= ASSIGNMENT =
Show every line from the data below that includes "consume".

= RECORD SET =
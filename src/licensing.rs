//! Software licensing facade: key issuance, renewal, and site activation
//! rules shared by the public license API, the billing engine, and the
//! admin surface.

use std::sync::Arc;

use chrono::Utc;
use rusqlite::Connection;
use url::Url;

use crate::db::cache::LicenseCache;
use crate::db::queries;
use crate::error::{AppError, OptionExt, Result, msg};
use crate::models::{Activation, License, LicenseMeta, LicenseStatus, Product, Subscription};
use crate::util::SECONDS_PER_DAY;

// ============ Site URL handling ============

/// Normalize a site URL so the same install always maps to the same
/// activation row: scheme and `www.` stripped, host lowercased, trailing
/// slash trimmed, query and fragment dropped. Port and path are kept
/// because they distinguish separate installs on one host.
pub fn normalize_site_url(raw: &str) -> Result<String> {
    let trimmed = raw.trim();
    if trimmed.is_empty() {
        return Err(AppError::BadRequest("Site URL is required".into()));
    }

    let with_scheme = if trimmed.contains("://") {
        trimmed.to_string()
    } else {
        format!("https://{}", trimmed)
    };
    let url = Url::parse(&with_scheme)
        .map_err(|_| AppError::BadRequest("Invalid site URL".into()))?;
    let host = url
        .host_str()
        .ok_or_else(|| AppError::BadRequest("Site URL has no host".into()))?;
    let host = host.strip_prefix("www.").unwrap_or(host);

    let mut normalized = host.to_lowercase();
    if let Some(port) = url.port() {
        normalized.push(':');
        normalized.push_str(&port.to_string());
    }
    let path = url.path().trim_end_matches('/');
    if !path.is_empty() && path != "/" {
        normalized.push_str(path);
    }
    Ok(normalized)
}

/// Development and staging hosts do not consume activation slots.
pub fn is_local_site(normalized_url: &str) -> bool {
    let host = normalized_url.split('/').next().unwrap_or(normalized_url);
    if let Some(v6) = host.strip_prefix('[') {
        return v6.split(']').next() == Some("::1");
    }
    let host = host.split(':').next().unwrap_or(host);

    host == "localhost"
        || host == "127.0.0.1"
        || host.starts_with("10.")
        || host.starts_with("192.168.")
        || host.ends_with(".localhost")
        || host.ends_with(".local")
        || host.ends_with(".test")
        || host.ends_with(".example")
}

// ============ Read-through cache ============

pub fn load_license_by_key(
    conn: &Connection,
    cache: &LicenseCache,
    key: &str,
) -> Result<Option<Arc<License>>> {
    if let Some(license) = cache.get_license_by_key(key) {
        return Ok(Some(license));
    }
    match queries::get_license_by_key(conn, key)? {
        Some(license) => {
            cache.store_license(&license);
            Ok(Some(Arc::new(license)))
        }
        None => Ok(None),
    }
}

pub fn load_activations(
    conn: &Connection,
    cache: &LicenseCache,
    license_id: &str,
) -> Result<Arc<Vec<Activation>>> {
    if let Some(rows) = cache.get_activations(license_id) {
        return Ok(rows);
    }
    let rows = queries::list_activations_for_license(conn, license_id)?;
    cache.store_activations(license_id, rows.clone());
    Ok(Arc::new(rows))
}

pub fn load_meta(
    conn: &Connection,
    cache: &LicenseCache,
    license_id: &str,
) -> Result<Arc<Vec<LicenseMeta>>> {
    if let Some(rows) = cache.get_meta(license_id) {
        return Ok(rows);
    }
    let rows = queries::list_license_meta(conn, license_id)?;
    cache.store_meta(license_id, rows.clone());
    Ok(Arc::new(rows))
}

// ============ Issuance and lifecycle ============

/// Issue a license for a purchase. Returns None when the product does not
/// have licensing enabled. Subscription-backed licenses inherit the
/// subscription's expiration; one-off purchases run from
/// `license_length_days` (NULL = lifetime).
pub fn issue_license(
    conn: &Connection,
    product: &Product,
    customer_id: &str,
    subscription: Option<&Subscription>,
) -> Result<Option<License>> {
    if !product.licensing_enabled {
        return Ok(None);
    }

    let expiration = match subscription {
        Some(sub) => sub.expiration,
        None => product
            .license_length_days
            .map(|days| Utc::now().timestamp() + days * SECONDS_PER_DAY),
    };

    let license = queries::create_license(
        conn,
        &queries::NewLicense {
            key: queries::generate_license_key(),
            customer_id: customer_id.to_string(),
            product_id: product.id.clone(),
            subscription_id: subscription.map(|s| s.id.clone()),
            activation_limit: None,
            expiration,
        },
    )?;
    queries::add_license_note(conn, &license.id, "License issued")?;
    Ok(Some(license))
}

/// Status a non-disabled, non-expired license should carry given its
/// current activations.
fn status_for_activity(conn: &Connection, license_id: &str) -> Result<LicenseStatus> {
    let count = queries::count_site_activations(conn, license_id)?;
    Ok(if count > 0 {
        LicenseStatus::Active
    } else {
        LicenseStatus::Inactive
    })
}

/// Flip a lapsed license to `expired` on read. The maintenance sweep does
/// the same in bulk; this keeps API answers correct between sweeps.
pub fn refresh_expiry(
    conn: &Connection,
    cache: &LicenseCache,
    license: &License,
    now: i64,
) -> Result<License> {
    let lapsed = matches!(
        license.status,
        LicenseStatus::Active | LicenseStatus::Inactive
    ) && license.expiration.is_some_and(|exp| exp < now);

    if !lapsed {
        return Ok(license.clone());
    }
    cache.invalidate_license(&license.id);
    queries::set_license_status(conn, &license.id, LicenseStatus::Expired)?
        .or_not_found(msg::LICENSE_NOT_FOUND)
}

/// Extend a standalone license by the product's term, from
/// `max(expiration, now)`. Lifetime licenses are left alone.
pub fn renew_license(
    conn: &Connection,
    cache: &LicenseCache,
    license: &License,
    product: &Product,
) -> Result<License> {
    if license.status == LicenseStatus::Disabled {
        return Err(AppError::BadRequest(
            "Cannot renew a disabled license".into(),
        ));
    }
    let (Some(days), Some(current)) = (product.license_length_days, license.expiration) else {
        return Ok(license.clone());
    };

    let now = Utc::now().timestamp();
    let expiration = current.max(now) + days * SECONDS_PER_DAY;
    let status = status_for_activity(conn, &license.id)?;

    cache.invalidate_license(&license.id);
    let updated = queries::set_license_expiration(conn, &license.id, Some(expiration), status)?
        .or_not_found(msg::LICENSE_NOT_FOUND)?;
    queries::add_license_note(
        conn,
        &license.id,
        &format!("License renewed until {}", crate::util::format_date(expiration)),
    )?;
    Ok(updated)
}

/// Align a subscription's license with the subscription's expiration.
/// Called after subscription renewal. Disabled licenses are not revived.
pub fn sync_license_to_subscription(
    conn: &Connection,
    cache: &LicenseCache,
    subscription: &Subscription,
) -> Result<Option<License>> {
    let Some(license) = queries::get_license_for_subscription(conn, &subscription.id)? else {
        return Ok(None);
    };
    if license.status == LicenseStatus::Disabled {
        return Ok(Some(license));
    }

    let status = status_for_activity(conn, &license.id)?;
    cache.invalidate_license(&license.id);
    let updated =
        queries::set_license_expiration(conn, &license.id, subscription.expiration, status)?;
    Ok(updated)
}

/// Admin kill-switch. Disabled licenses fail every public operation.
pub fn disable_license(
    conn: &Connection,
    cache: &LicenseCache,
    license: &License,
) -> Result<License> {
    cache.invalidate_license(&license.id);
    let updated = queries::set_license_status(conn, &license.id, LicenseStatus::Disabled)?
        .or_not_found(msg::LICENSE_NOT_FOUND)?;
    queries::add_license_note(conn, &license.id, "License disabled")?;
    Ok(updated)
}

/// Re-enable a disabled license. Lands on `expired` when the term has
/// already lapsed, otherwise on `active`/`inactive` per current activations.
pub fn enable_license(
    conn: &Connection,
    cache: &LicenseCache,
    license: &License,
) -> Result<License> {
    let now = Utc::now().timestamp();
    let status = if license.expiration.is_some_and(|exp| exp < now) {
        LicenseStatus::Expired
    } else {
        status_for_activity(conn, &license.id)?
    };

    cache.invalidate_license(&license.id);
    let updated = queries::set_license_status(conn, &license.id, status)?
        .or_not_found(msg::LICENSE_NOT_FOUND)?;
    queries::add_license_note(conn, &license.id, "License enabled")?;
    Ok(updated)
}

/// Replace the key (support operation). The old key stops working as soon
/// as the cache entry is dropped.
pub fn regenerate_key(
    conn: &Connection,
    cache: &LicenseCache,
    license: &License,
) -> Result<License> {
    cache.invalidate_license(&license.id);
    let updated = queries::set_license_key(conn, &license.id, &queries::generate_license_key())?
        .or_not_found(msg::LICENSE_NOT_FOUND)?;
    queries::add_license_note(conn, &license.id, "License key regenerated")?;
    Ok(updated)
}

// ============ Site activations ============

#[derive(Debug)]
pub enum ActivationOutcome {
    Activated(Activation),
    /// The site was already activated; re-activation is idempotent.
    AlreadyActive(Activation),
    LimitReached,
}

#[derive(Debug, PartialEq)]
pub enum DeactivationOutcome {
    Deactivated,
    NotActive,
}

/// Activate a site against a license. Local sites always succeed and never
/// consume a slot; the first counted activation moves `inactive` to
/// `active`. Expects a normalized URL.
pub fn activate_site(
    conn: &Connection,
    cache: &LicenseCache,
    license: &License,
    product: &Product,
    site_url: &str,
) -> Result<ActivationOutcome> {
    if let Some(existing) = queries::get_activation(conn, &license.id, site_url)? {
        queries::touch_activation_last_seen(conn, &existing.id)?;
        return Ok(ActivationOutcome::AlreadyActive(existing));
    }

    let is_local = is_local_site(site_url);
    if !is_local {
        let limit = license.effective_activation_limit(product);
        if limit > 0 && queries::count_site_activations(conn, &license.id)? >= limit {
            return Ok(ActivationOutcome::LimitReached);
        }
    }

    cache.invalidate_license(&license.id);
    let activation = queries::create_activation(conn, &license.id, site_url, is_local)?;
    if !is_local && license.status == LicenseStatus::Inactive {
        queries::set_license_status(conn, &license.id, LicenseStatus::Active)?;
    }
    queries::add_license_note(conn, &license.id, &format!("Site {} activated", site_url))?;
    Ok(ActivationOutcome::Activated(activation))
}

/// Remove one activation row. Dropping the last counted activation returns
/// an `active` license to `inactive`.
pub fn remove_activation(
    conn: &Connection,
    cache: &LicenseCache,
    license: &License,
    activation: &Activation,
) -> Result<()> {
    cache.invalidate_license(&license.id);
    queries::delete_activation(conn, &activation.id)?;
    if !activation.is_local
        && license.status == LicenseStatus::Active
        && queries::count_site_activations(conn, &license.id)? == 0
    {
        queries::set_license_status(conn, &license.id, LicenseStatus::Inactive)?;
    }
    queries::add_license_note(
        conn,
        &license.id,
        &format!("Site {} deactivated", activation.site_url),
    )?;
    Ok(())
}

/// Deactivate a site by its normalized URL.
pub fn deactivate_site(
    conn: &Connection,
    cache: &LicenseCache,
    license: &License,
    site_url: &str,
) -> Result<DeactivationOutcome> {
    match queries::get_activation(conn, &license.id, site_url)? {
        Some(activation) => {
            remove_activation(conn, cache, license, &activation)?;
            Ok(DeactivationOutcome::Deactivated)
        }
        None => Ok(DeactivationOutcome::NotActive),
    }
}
...
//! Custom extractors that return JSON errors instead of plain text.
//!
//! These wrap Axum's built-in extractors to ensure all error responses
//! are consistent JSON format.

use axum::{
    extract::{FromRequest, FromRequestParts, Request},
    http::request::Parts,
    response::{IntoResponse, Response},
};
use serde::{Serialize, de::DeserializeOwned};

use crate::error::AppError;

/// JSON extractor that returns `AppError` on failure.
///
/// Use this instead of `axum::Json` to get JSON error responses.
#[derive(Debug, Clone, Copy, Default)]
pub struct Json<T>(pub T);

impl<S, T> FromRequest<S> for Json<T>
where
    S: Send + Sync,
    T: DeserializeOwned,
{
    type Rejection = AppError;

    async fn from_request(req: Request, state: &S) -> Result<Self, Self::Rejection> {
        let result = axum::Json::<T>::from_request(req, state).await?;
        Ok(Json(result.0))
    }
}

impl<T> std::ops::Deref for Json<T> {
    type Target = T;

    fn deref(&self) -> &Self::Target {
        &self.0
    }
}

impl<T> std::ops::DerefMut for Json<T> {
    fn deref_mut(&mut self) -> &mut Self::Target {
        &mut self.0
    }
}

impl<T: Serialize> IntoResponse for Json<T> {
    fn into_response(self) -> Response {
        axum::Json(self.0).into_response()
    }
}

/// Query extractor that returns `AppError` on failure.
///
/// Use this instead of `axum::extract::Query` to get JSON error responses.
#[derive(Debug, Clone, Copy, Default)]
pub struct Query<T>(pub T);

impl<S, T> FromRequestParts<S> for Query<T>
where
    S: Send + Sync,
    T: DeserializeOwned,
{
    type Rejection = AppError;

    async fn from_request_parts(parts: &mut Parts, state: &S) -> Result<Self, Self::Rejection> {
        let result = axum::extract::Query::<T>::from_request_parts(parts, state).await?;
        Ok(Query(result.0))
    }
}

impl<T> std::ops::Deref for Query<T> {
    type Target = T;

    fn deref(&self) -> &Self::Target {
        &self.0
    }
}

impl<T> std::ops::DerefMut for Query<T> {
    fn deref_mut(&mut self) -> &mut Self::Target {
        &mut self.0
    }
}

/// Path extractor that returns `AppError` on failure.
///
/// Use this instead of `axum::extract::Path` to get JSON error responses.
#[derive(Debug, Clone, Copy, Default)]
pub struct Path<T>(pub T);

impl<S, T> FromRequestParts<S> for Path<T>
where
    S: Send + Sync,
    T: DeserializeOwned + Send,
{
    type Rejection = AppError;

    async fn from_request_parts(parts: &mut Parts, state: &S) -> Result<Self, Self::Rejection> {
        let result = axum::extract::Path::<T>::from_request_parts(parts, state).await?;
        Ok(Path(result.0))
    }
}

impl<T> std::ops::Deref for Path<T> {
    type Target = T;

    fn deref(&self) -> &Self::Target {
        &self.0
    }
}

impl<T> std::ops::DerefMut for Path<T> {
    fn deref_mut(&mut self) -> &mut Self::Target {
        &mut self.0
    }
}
...
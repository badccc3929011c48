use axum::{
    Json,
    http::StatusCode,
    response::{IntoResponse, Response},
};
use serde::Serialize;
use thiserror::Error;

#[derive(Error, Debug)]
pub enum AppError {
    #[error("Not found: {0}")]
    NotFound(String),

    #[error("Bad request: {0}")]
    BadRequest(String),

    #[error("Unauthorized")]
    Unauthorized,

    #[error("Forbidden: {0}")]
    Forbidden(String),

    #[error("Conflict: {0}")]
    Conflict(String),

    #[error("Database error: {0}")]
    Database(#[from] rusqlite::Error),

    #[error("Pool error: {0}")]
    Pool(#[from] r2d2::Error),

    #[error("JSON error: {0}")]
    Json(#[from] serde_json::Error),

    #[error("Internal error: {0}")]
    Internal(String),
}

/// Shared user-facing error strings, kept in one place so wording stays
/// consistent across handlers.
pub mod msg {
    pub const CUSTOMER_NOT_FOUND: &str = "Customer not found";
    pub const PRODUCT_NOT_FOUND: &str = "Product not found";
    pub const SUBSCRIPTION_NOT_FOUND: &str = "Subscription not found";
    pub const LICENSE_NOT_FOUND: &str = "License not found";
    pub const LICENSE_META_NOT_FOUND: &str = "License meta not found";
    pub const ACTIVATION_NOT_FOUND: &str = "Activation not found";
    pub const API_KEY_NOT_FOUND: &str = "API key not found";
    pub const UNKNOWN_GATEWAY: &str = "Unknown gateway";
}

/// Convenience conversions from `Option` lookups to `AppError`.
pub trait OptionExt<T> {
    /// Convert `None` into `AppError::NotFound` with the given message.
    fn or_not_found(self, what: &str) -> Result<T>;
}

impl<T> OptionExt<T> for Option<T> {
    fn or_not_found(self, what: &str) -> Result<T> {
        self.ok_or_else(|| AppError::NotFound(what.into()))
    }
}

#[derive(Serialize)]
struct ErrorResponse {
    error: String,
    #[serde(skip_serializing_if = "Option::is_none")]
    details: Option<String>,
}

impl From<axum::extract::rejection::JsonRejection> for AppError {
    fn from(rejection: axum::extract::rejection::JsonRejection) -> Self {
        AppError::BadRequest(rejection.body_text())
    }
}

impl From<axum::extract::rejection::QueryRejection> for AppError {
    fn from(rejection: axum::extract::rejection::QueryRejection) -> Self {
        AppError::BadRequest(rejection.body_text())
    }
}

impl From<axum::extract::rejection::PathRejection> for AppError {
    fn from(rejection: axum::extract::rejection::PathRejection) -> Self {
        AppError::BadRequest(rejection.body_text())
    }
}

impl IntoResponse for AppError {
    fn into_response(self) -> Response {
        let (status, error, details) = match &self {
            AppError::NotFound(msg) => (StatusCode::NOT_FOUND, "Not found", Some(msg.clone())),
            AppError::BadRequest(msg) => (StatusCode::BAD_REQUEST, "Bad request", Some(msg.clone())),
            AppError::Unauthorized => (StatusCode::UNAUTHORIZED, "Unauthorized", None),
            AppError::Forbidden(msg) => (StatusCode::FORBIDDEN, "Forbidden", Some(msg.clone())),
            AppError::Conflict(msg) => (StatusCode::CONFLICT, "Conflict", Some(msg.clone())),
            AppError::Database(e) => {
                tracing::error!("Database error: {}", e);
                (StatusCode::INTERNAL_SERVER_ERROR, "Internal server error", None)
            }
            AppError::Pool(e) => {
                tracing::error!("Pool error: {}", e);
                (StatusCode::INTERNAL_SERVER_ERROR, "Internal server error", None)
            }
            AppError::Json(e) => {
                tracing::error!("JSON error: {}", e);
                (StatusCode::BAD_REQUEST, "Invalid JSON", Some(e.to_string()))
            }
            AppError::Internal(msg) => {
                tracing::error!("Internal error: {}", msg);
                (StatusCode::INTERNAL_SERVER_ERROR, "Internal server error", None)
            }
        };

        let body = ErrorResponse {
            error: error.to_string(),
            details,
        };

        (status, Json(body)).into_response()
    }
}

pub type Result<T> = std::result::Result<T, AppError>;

= EXPECTED ANSWER =
/// Development and staging hosts do not consume activation slots.
/// consume a slot; the first counted activation moves `inactive` to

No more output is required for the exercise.